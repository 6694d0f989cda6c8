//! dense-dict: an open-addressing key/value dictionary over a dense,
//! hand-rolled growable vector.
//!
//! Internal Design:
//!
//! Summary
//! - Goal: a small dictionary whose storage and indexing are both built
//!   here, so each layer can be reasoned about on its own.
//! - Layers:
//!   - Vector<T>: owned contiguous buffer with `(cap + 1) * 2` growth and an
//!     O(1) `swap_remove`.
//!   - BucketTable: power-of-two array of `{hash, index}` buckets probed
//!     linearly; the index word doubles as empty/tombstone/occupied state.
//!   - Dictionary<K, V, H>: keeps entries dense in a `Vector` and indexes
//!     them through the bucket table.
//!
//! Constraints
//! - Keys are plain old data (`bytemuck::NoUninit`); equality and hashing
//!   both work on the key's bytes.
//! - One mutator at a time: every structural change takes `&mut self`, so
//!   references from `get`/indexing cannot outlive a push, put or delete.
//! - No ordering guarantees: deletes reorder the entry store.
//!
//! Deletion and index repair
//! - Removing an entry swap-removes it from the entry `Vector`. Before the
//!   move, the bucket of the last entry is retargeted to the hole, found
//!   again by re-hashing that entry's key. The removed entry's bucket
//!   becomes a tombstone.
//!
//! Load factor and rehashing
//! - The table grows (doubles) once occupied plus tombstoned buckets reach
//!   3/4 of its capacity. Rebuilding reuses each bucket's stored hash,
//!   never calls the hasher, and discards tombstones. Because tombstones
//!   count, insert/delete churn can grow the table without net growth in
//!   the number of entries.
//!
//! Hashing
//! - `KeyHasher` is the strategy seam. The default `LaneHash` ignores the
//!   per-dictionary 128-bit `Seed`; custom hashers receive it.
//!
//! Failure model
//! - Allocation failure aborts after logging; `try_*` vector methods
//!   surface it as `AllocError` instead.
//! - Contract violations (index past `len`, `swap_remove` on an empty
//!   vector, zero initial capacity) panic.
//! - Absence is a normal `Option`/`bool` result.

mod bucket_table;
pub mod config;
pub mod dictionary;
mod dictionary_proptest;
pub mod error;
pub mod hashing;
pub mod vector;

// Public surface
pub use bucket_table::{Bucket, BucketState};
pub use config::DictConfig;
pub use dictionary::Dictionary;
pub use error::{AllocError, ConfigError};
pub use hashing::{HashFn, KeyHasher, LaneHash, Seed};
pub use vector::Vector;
◇ ◇ ◇
**WORK TO BE COMPLETED:** Taking care to match every character, output all of the entries above.

**FINISHED TASK:**
repository 6694d0f989cda6c8
//! dense-dict: an open-addressing key/value dictionary over a dense,
//! hand-rolled growable vector.
//!
//! Internal Design:
//!
//! Summary
//! - Goal: a small dictionary whose storage and indexing are both built
//!   here, so each layer can be reasoned about on its own.
//! - Layers:
//!   - Vector<T>: owned contiguous buffer with `(cap + 1) * 2` growth and an
//!     O(1) `swap_remove`.
//!   - BucketTable: power-of-two array of `{hash, index}` buckets probed
//!     linearly; the index word doubles as empty/tombstone/occupied state.
//!   - Dictionary<K, V, H>: keeps entries dense in a `Vector` and indexes
//!     them through the bucket table.
//!
//! Constraints
//! - Keys are plain old data (`bytemuck::NoUninit`); equality and hashing
//!   both work on the key's bytes.
//! - One mutator at a time: every structural change takes `&mut self`, so
//!   references from `get`/indexing cannot outlive a push, put or delete.
//! - No ordering guarantees: deletes reorder the entry store.
//!
//! Deletion and index repair
//! - Removing an entry swap-removes it from the entry `Vector`. Before the
//!   move, the bucket of the last entry is retargeted to the hole, found
//!   again by re-hashing that entry's key. The removed entry's bucket
//!   becomes a tombstone.
//!
//! Load factor and rehashing
//! - The table grows (doubles) once occupied plus tombstoned buckets reach
//!   3/4 of its capacity. Rebuilding reuses each bucket's stored hash,
//!   never calls the hasher, and discards tombstones. Because tombstones
//!   count, insert/delete churn can grow the table without net growth in
//!   the number of entries.
//!
//! Hashing
//! - `KeyHasher` is the strategy seam. The default `LaneHash` ignores the
//!   per-dictionary 128-bit `Seed`; custom hashers receive it.
//!
//! Failure model
//! - Allocation failure aborts after logging; `try_*` vector methods
//!   surface it as `AllocError` instead.
//! - Contract violations (index past `len`, `swap_remove` on an empty
//!   vector, zero initial capacity) panic.
//! - Absence is a normal `Option`/`bool` result.

mod bucket_table;
pub mod config;
pub mod dictionary;
mod dictionary_proptest;
pub mod error;
pub mod hashing;
pub mod vector;

// Public surface
pub use bucket_table::{Bucket, BucketState};
pub use config::DictConfig;
pub use dictionary::Dictionary;
pub use error::{AllocError, ConfigError};
pub use hashing::{HashFn, KeyHasher, LaneHash, Seed};
pub use vector::Vector;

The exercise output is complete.